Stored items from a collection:

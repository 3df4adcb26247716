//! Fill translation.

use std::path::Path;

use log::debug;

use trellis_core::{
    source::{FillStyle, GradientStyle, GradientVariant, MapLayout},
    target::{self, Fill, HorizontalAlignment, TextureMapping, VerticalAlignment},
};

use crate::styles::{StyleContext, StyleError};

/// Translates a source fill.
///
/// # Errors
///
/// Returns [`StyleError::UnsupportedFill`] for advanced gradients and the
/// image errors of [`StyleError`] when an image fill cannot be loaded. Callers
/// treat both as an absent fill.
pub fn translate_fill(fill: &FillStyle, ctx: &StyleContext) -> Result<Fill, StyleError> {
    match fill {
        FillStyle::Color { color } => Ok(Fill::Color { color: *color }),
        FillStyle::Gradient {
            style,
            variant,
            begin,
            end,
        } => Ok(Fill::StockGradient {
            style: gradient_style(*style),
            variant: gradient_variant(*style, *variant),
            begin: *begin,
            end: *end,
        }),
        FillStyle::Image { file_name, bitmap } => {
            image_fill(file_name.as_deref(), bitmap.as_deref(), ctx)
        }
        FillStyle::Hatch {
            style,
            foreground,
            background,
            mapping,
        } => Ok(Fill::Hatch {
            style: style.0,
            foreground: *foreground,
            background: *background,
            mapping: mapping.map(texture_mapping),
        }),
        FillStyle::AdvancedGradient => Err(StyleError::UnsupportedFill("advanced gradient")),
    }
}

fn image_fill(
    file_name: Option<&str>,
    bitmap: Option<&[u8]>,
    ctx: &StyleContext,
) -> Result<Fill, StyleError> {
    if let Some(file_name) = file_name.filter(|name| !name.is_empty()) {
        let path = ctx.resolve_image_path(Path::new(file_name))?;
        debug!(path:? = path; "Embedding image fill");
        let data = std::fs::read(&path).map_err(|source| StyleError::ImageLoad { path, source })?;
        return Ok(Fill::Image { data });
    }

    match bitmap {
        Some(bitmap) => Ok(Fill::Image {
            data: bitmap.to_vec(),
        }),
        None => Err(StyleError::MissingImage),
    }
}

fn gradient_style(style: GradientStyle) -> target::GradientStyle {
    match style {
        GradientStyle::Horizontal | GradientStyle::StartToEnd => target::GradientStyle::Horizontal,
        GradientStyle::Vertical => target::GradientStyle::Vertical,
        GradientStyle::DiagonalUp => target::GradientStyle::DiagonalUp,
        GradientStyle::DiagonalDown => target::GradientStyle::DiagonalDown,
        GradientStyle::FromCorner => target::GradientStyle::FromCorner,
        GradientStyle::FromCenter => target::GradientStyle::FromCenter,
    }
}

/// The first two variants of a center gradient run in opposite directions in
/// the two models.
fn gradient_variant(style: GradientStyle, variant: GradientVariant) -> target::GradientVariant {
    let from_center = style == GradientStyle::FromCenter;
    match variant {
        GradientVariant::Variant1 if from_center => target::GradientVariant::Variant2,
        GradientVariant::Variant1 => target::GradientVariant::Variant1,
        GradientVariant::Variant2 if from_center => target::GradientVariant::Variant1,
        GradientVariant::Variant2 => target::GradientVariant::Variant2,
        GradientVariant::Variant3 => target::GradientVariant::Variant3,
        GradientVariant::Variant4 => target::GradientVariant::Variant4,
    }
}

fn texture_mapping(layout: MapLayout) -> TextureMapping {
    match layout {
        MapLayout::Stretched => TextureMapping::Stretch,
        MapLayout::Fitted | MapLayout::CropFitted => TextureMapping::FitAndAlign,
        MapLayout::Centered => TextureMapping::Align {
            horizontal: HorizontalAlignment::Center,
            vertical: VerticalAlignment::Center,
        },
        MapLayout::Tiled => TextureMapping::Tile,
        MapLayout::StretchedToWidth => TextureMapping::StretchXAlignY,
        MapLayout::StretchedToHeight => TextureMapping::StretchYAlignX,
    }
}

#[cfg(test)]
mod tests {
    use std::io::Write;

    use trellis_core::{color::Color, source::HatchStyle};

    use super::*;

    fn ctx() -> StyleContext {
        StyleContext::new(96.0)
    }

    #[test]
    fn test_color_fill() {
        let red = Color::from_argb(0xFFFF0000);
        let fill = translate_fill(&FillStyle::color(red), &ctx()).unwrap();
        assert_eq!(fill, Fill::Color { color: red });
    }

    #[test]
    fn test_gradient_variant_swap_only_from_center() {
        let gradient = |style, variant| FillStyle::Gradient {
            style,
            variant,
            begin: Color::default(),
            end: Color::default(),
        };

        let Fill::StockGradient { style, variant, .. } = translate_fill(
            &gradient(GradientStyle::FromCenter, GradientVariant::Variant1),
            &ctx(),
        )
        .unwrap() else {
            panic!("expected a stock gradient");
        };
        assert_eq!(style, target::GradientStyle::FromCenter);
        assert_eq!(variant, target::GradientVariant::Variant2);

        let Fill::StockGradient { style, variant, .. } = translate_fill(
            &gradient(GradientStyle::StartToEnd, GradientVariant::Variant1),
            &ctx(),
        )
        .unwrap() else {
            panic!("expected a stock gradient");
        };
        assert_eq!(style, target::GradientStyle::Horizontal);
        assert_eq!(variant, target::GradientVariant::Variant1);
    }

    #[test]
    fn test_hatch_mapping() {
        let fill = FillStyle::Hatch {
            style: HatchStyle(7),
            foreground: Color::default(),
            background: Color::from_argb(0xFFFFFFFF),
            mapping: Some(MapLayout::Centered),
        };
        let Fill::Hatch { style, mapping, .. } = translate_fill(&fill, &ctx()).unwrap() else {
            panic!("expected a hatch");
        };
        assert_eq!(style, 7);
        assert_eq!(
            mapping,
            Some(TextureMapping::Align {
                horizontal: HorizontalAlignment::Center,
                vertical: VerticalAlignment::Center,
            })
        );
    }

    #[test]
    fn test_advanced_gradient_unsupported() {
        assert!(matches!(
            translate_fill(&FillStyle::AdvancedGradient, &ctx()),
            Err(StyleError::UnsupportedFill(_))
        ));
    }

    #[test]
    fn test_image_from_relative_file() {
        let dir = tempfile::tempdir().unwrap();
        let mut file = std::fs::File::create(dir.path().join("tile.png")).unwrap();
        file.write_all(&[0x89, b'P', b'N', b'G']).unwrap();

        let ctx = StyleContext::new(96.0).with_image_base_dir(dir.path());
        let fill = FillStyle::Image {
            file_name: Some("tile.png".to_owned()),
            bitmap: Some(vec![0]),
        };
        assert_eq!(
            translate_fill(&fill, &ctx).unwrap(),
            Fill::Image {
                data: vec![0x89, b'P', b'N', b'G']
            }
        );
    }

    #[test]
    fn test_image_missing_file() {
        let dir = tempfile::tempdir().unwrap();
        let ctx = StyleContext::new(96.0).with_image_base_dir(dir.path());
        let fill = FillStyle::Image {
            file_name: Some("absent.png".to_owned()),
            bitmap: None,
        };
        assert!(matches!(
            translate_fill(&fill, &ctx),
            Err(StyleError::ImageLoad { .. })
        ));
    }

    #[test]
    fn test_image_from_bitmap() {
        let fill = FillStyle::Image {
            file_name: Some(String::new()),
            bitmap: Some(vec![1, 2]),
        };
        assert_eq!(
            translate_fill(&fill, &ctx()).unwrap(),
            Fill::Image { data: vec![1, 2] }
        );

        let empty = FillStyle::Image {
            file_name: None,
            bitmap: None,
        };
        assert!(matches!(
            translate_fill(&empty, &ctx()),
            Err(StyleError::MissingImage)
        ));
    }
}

YOUR OBJECTIVE: Repeat all entries. Match them exactly.

EXPECTED ANSWER:
repository 3df4adcb26247716
//! Fill translation.

use std::path::Path;

use log::debug;

use trellis_core::{
    source::{FillStyle, GradientStyle, GradientVariant, MapLayout},
    target::{self, Fill, HorizontalAlignment, TextureMapping, VerticalAlignment},
};

use crate::styles::{StyleContext, StyleError};

/// Translates a source fill.
///
/// # Errors
///
/// Returns [`StyleError::UnsupportedFill`] for advanced gradients and the
/// image errors of [`StyleError`] when an image fill cannot be loaded. Callers
/// treat both as an absent fill.
pub fn translate_fill(fill: &FillStyle, ctx: &StyleContext) -> Result<Fill, StyleError> {
    match fill {
        FillStyle::Color { color } => Ok(Fill::Color { color: *color }),
        FillStyle::Gradient {
            style,
            variant,
            begin,
            end,
        } => Ok(Fill::StockGradient {
            style: gradient_style(*style),
            variant: gradient_variant(*style, *variant),
            begin: *begin,
            end: *end,
        }),
        FillStyle::Image { file_name, bitmap } => {
            image_fill(file_name.as_deref(), bitmap.as_deref(), ctx)
        }
        FillStyle::Hatch {
            style,
            foreground,
            background,
            mapping,
        } => Ok(Fill::Hatch {
            style: style.0,
            foreground: *foreground,
            background: *background,
            mapping: mapping.map(texture_mapping),
        }),
        FillStyle::AdvancedGradient => Err(StyleError::UnsupportedFill("advanced gradient")),
    }
}

fn image_fill(
    file_name: Option<&str>,
    bitmap: Option<&[u8]>,
    ctx: &StyleContext,
) -> Result<Fill, StyleError> {
    if let Some(file_name) = file_name.filter(|name| !name.is_empty()) {
        let path = ctx.resolve_image_path(Path::new(file_name))?;
        debug!(path:? = path; "Embedding image fill");
        let data = std::fs::read(&path).map_err(|source| StyleError::ImageLoad { path, source })?;
        return Ok(Fill::Image { data });
    }

    match bitmap {
        Some(bitmap) => Ok(Fill::Image {
            data: bitmap.to_vec(),
        }),
        None => Err(StyleError::MissingImage),
    }
}

fn gradient_style(style: GradientStyle) -> target::GradientStyle {
    match style {
        GradientStyle::Horizontal | GradientStyle::StartToEnd => target::GradientStyle::Horizontal,
        GradientStyle::Vertical => target::GradientStyle::Vertical,
        GradientStyle::DiagonalUp => target::GradientStyle::DiagonalUp,
        GradientStyle::DiagonalDown => target::GradientStyle::DiagonalDown,
        GradientStyle::FromCorner => target::GradientStyle::FromCorner,
        GradientStyle::FromCenter => target::GradientStyle::FromCenter,
    }
}

/// The first two variants of a center gradient run in opposite directions in
/// the two models.
fn gradient_variant(style: GradientStyle, variant: GradientVariant) -> target::GradientVariant {
    let from_center = style == GradientStyle::FromCenter;
    match variant {
        GradientVariant::Variant1 if from_center => target::GradientVariant::Variant2,
        GradientVariant::Variant1 => target::GradientVariant::Variant1,
        GradientVariant::Variant2 if from_center => target::GradientVariant::Variant1,
        GradientVariant::Variant2 => target::GradientVariant::Variant2,
        GradientVariant::Variant3 => target::GradientVariant::Variant3,
        GradientVariant::Variant4 => target::GradientVariant::Variant4,
    }
}

fn texture_mapping(layout: MapLayout) -> TextureMapping {
    match layout {
        MapLayout::Stretched => TextureMapping::Stretch,
        MapLayout::Fitted | MapLayout::CropFitted => TextureMapping::FitAndAlign,
        MapLayout::Centered => TextureMapping::Align {
            horizontal: HorizontalAlignment::Center,
            vertical: VerticalAlignment::Center,
        },
        MapLayout::Tiled => TextureMapping::Tile,
        MapLayout::StretchedToWidth => TextureMapping::StretchXAlignY,
        MapLayout::StretchedToHeight => TextureMapping::StretchYAlignX,
    }
}

#[cfg(test)]
mod tests {
    use std::io::Write;

    use trellis_core::{color::Color, source::HatchStyle};

    use super::*;

    fn ctx() -> StyleContext {
        StyleContext::new(96.0)
    }

    #[test]
    fn test_color_fill() {
        let red = Color::from_argb(0xFFFF0000);
        let fill = translate_fill(&FillStyle::color(red), &ctx()).unwrap();
        assert_eq!(fill, Fill::Color { color: red });
    }

    #[test]
    fn test_gradient_variant_swap_only_from_center() {
        let gradient = |style, variant| FillStyle::Gradient {
            style,
            variant,
            begin: Color::default(),
            end: Color::default(),
        };

        let Fill::StockGradient { style, variant, .. } = translate_fill(
            &gradient(GradientStyle::FromCenter, GradientVariant::Variant1),
            &ctx(),
        )
        .unwrap() else {
            panic!("expected a stock gradient");
        };
        assert_eq!(style, target::GradientStyle::FromCenter);
        assert_eq!(variant, target::GradientVariant::Variant2);

        let Fill::StockGradient { style, variant, .. } = translate_fill(
            &gradient(GradientStyle::StartToEnd, GradientVariant::Variant1),
            &ctx(),
        )
        .unwrap() else {
            panic!("expected a stock gradient");
        };
        assert_eq!(style, target::GradientStyle::Horizontal);
        assert_eq!(variant, target::GradientVariant::Variant1);
    }

    #[test]
    fn test_hatch_mapping() {
        let fill = FillStyle::Hatch {
            style: HatchStyle(7),
            foreground: Color::default(),
            background: Color::from_argb(0xFFFFFFFF),
            mapping: Some(MapLayout::Centered),
        };
        let Fill::Hatch { style, mapping, .. } = translate_fill(&fill, &ctx()).unwrap() else {
            panic!("expected a hatch");
        };
        assert_eq!(style, 7);
        assert_eq!(
            mapping,
            Some(TextureMapping::Align {
                horizontal: HorizontalAlignment::Center,
                vertical: VerticalAlignment::Center,
            })
        );
    }

    #[test]
    fn test_advanced_gradient_unsupported() {
        assert!(matches!(
            translate_fill(&FillStyle::AdvancedGradient, &ctx()),
            Err(StyleError::UnsupportedFill(_))
        ));
    }

    #[test]
    fn test_image_from_relative_file() {
        let dir = tempfile::tempdir().unwrap();
        let mut file = std::fs::File::create(dir.path().join("tile.png")).unwrap();
        file.write_all(&[0x89, b'P', b'N', b'G']).unwrap();

        let ctx = StyleContext::new(96.0).with_image_base_dir(dir.path());
        let fill = FillStyle::Image {
            file_name: Some("tile.png".to_owned()),
            bitmap: Some(vec![0]),
        };
        assert_eq!(
            translate_fill(&fill, &ctx).unwrap(),
            Fill::Image {
                data: vec![0x89, b'P', b'N', b'G']
            }
        );
    }

    #[test]
    fn test_image_missing_file() {
        let dir = tempfile::tempdir().unwrap();
        let ctx = StyleContext::new(96.0).with_image_base_dir(dir.path());
        let fill = FillStyle::Image {
            file_name: Some("absent.png".to_owned()),
            bitmap: None,
        };
        assert!(matches!(
            translate_fill(&fill, &ctx),
            Err(StyleError::ImageLoad { .. })
        ));
    }

    #[test]
    fn test_image_from_bitmap() {
        let fill = FillStyle::Image {
            file_name: Some(String::new()),
            bitmap: Some(vec![1, 2]),
        };
        assert_eq!(
            translate_fill(&fill, &ctx()).unwrap(),
            Fill::Image { data: vec![1, 2] }
        );

        let empty = FillStyle::Image {
            file_name: None,
            bitmap: None,
        };
        assert!(matches!(
            translate_fill(&empty, &ctx()),
            Err(StyleError::MissingImage)
        ));
    }
}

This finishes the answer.